Defense Mode: Articles On Withdrawal, Trauma, Meltdowns, Anger & Defensiveness

Defense Mode is one of the 4 core pillars of the AE Model. This is a state in which someone with Asperger’s is scared, frustrated, or angry, as well as shut down and & withdrawn. In Defense Mode, everything is harder because you are constantly trying to protect against an imminent, perceived, but extremely vague threat. The perceived threat creates the same anxiety as a true life threatening situation.  Fortunately, the vast majority are not actual threats, but merely signals that the brain perceives as threats.

In scientific terms, what is going on is a complex biological, neurological & psychological rat’s nest of “problems” that all compound on each other (but have roots in low vagal tone).
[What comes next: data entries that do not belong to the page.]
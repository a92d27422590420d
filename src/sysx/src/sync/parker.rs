use std::{
    sync::atomic::{AtomicI8, Ordering::*},
    time::Duration,
};

#[allow(non_camel_case_types)]
type dispatch_semaphore_t = *mut std::ffi::c_void;
#[allow(non_camel_case_types)]
type dispatch_time_t = u64;

const DISPATCH_TIME_NOW: dispatch_time_t = 0;
const DISPATCH_TIME_FOREVER: dispatch_time_t = !0;

const EMPTY: i8 = 0;
const NOTIFIED: i8 = 1;
const PARKED: i8 = -1;

// Contained in libSystem.dylib, which is linked by default.
// TODO: Bindings?
extern "C" {
    fn dispatch_time(when: dispatch_time_t, delta: i64) -> dispatch_time_t;
    fn dispatch_semaphore_create(val: isize) -> dispatch_semaphore_t;
    fn dispatch_semaphore_wait(dsema: dispatch_semaphore_t, timeout: dispatch_time_t) -> isize;
    fn dispatch_semaphore_signal(dsema: dispatch_semaphore_t) -> isize;
    fn dispatch_release(object: *mut std::ffi::c_void);
}

#[derive(Debug)]
pub enum ParkResult {
    Unparked,
    TimedOut,
}

#[derive(Debug)]
pub struct Parker {
    semaphore: dispatch_semaphore_t,
    state: AtomicI8,
}

unsafe impl Send for Parker {}
unsafe impl Sync for Parker {}

impl Default for Parker {
    fn default() -> Self {
        let semaphore = unsafe { dispatch_semaphore_create(0) };
        assert!(!semaphore.is_null(), "failed to create Parker");

        Self {
            semaphore,
            state: AtomicI8::new(EMPTY),
        }
    }
}

impl Parker {
    pub fn park(&self) {
        if self.state.fetch_sub(1, Acquire) == NOTIFIED {
            return;
        }

        while unsafe { dispatch_semaphore_wait(self.semaphore, DISPATCH_TIME_FOREVER) } != 0 {}

        self.state.swap(EMPTY, Acquire);
    }

    pub fn park_timeout(&self, timeout: Duration) -> ParkResult {
        if self.state.fetch_sub(1, Acquire) == NOTIFIED {
            return ParkResult::Unparked;
        }

        let nanos = timeout.as_nanos().try_into().unwrap_or(i64::MAX);
        let timeout = unsafe { dispatch_time(DISPATCH_TIME_NOW, nanos) };

        let timeout = unsafe { dispatch_semaphore_wait(self.semaphore, timeout) != 0 };

        let state = self.state.swap(EMPTY, Acquire);
        if state == NOTIFIED && timeout {
            // If the state was NOTIFIED but semaphore_wait returned without
            // decrementing the count because of a timeout, it means another
            // thread is about to call semaphore_signal. We must wait for that
            // to happen to ensure the semaphore count is reset.
            while unsafe { dispatch_semaphore_wait(self.semaphore, DISPATCH_TIME_FOREVER) } != 0 {}
            ParkResult::Unparked
        } else {
            // Either a timeout occurred and we reset the state before any thread
            // tried to wake us up, or we were woken up and reset the state,
            // making sure to observe the state change with acquire ordering.
            // Either way, the semaphore counter is now zero again.
            if timeout {
                ParkResult::TimedOut
            } else {
                ParkResult::Unparked
            }
        }
    }

    pub fn unpark(&self) {
        let state = self.state.swap(NOTIFIED, Release);
        if state == PARKED {
            unsafe {
                dispatch_semaphore_signal(self.semaphore);
            }
        }
    }
}

impl Drop for Parker {
    fn drop(&mut self) {
        unsafe { dispatch_release(self.semaphore) };
    }
}
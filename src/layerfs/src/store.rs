use std::path::Path;

use crate::entry::{self, LayerEntry};
use crate::error::{Error, Result};

/// Writes a captured layer's index and content files, keyed by the
/// content-addressed hash of the serialized index. Returns that hash.
/// Writing is idempotent: an existing `<hash>.idx` is assumed identical
/// and never rewritten.
pub fn write_layer(cache_dir: &Path, entries: &[LayerEntry], contents: &[u8]) -> Result<String> {
    let index_bytes = entry::encode_index(entries)?;
    let hash = entry::content_hash(&index_bytes);

    std::fs::create_dir_all(cache_dir)?;
    let idx_path = cache_dir.join(format!("{hash}.idx"));
    let contents_path = cache_dir.join(format!("{hash}.contents"));
    if !idx_path.exists() {
        std::fs::write(&idx_path, &index_bytes)?;
    }
    if !contents_path.exists() {
        std::fs::write(&contents_path, contents)?;
    }
    Ok(hash)
}

pub fn read_layer(cache_dir: &Path, hash: &str) -> Result<(Vec<LayerEntry>, Vec<u8>)> {
    let idx_path = cache_dir.join(format!("{hash}.idx"));
    let contents_path = cache_dir.join(format!("{hash}.contents"));

    let index_bytes = std::fs::read(&idx_path).map_err(|_| Error::CacheMiss(hash.to_string()))?;
    let contents = std::fs::read(&contents_path).map_err(|_| Error::CacheMiss(hash.to_string()))?;
    let entries = entry::decode_index(&index_bytes).map_err(|_| Error::CacheMiss(hash.to_string()))?;

    Ok((entries, contents))
}
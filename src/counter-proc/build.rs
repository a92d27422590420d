use std::fs;

fn main() {
    eprintln!("cargo::rerun-if-env-changed=CARGO_CFG_COMPILED_COUNTERS");

    fs::write(
        {
            let mut path = std::path::PathBuf::from(std::env::var("OUT_DIR").unwrap());
            path.push("env_compiled_counters.txt");
            path
        },
        std::env::var("CARGO_CFG_COMPILED_COUNTERS").unwrap_or_default(),
    )
    .unwrap();
}
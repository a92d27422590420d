use std::{
    collections::HashMap,
    io,
    sync::{
        atomic::{AtomicBool, Ordering::*},
        Arc,
    },
};

use mio::event::Source;
use std::sync::Mutex;

use crate::{process_signals_multiplexed, ShutdownSignal, SignalMultiplexHandler};

// === MioDispatcher === //

pub struct MioDispatcher {
    poll: mio::Poll,
    events: mio::Events,
    abort_waker: Arc<mio::Waker>,
    ptr_to_handler: HashMap<usize, mio::Token>,
    handlers: Vec<Arc<Mutex<dyn MioSubscriber>>>,
}

pub trait MioSubscriber: 'static {
    fn process(&mut self);
}

impl MioDispatcher {
    const ABORT_TOKEN: mio::Token = mio::Token(usize::MAX);

    pub fn new() -> io::Result<Self> {
        let poll = mio::Poll::new()?;
        let events = mio::Events::with_capacity(1024);
        let abort_waker = mio::Waker::new(poll.registry(), Self::ABORT_TOKEN)?;

        Ok(Self {
            poll,
            events,
            abort_waker: Arc::new(abort_waker),
            ptr_to_handler: HashMap::default(),
            handlers: Vec::new(),
        })
    }

    pub fn abort_waker(&self) -> &Arc<mio::Waker> {
        &self.abort_waker
    }

    pub fn register(
        &mut self,
        source: &mut impl Source,
        interests: mio::Interest,
        subscriber: &Arc<Mutex<dyn MioSubscriber>>,
    ) -> io::Result<()> {
        let token = *self
            .ptr_to_handler
            .entry(Arc::as_ptr(subscriber) as *const () as usize)
            .or_insert_with(|| {
                let token = mio::Token(self.handlers.len());
                self.handlers.push(subscriber.clone());
                token
            });

        self.poll.registry().register(source, token, interests)
    }

    pub fn run(&mut self) -> io::Result<()> {
        self.poll.poll(&mut self.events, None)?;

        for event in self.events.iter() {
            self.handlers[event.token().0].lock().unwrap().process();
        }

        Ok(())
    }
}

// === Multiplexer Integration === //

pub fn process_signals_multiplexed_mio(
    shutdown: &ShutdownSignal,
    mio: &mut MioDispatcher,
    handlers: &mut [&mut dyn SignalMultiplexHandler],
) {
    let waker = mio.abort_waker().clone();
    let should_stop = Arc::new(AtomicBool::new(false));

    let _task = shutdown.spawn_ref({
        let waker = waker.clone();
        let should_stop = should_stop.clone();

        move || {
            should_stop.store(true, Relaxed);

            if let Err(err) = waker.wake() {
                tracing::error!("failed to send epoll waker signal to initiate shutdown: {err}");
            }
        }
    });

    process_signals_multiplexed(
        handlers,
        &should_stop,
        || {
            if let Err(err) = mio.run() {
                tracing::error!("failed to send process epoll signals: {err}");
                should_stop.store(true, Relaxed);
            }
        },
        || {
            if let Err(err) = waker.wake() {
                tracing::error!(
                    "failed to send epoll waker signal to process non-epoll signal: {err}"
                );
            }
        },
    );
}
Simply put, there is simply too much to process at once. Most of it is internal and unseen.

From an outside perspective Defense Mode can look like someone who is unmotivated, unwilling, uncooperative or “rude”. I’ve heard it called Oppositional Defiant Disorder, PTSD, lack of motivation, video game addiction and all sorts of other names.

With limited understanding, all of those are accurate to a point. They miss, however, the key understanding of Defense Mode: People with Asperger’s and Autism are in Defense Mode and shut down because they are scared, upset and/or angry, not because they are trying to spite you, or be rude, or defiant. And yes, it sucks as much as you might think. To complicate matters, it is scary to be angry with the people who support you when you are in are in Defense Mode. Add a fear of abandonment to the mix and it gets really complicated.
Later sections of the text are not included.